Exercise
Across the listing below, how many lines have the word "ResultItem" in them? Provide only the number.
■ ■ ■
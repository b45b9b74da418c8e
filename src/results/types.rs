//! Result item definitions
//!
//! Items are produced by plugins and passed through the engine mostly
//! untouched: only `title` is interpreted (for scoring), everything else is
//! carried opaquely for the host to render or execute.

use serde::{Deserialize, Serialize};
use serde_json::{Map, Value};
use std::collections::BTreeMap;

/// A single candidate result produced by a plugin
#[derive(Debug, Clone, Serialize, Deserialize, PartialEq)]
pub struct ResultItem {
    /// Display title, also the scoring target
    pub title: String,
    /// Secondary display line
    #[serde(default, skip_serializing_if = "Option::is_none")]
    pub subtitle: Option<String>,
    /// Default execution payload
    #[serde(default, skip_serializing_if = "Option::is_none")]
    pub arg: Option<Value>,
    /// Modifier-keyed payload overrides
    #[serde(default, skip_serializing_if = "Option::is_none")]
    pub mods: Option<Mods>,
    /// Text overrides (clipboard copy)
    #[serde(default, skip_serializing_if = "Option::is_none")]
    pub text: Option<TextOptions>,
    /// Path of the plugin that produced this item, used for detail lookup
    #[serde(default, skip_serializing_if = "Option::is_none")]
    pub plugin_path: Option<String>,
    /// Plugin-defined fields passed through untouched
    #[serde(flatten)]
    pub extra: Map<String, Value>,
}

impl ResultItem {
    /// Create a new item with the given title
    pub fn new(title: impl Into<String>) -> Self {
        Self {
            title: title.into(),
            subtitle: None,
            arg: None,
            mods: None,
            text: None,
            plugin_path: None,
            extra: Map::new(),
        }
    }

    pub fn with_subtitle(mut self, subtitle: impl Into<String>) -> Self {
        self.subtitle = Some(subtitle.into());
        self
    }

    pub fn with_arg(mut self, arg: impl Into<Value>) -> Self {
        self.arg = Some(arg.into());
        self
    }

    pub fn with_plugin_path(mut self, path: impl Into<String>) -> Self {
        self.plugin_path = Some(path.into());
        self
    }

    /// Pick the execution payload by modifier priority: super-modifier
    /// argument, else alt-modifier argument, else the default argument.
    pub fn resolved_arg(&self, is_super_mod: bool, is_alt_mod: bool) -> Option<&Value> {
        if let Some(mods) = &self.mods {
            if is_super_mod {
                if let Some(arg) = mods.super_mod.as_ref().and_then(|m| m.arg.as_ref()) {
                    return Some(arg);
                }
            }
            if is_alt_mod {
                if let Some(arg) = mods.alt.as_ref().and_then(|m| m.arg.as_ref()) {
                    return Some(arg);
                }
            }
        }
        self.arg.as_ref()
    }

    /// Payload for the clipboard: `text.copy` override, else the default
    /// argument rendered as a string.
    pub fn copy_text(&self) -> Option<String> {
        if let Some(copy) = self.text.as_ref().and_then(|t| t.copy.as_ref()) {
            return Some(copy.clone());
        }
        self.arg.as_ref().map(|arg| match arg {
            Value::String(s) => s.clone(),
            other => other.to_string(),
        })
    }

    /// Structural identity of this item: canonical JSON with object keys
    /// sorted recursively, so two payloads that differ only in field order
    /// yield the same cache key.
    pub fn identity(&self) -> String {
        let value = serde_json::to_value(self).unwrap_or(Value::Null);
        canonicalize(&value).to_string()
    }
}

/// Modifier-keyed payload overrides
#[derive(Debug, Clone, Default, Serialize, Deserialize, PartialEq)]
pub struct Mods {
    /// Payload when the super (cmd/win) modifier is held
    #[serde(
        rename = "super",
        default,
        skip_serializing_if = "Option::is_none"
    )]
    pub super_mod: Option<ModPayload>,
    /// Payload when the alt modifier is held
    #[serde(default, skip_serializing_if = "Option::is_none")]
    pub alt: Option<ModPayload>,
    #[serde(flatten)]
    pub extra: Map<String, Value>,
}

/// A single modifier override
#[derive(Debug, Clone, Default, Serialize, Deserialize, PartialEq)]
pub struct ModPayload {
    #[serde(default, skip_serializing_if = "Option::is_none")]
    pub arg: Option<Value>,
    #[serde(flatten)]
    pub extra: Map<String, Value>,
}

/// Text overrides for an item
#[derive(Debug, Clone, Default, Serialize, Deserialize, PartialEq)]
pub struct TextOptions {
    /// Clipboard override payload
    #[serde(default, skip_serializing_if = "Option::is_none")]
    pub copy: Option<String>,
    #[serde(flatten)]
    pub extra: Map<String, Value>,
}

/// Rewrite a JSON value with all object keys sorted recursively
fn canonicalize(value: &Value) -> Value {
    match value {
        Value::Object(map) => {
            let sorted: BTreeMap<&String, Value> =
                map.iter().map(|(k, v)| (k, canonicalize(v))).collect();
            Value::Object(sorted.into_iter().map(|(k, v)| (k.clone(), v)).collect())
        }
        Value::Array(items) => Value::Array(items.iter().map(canonicalize).collect()),
        other => other.clone(),
    }
}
■ ■ ■
Task output
2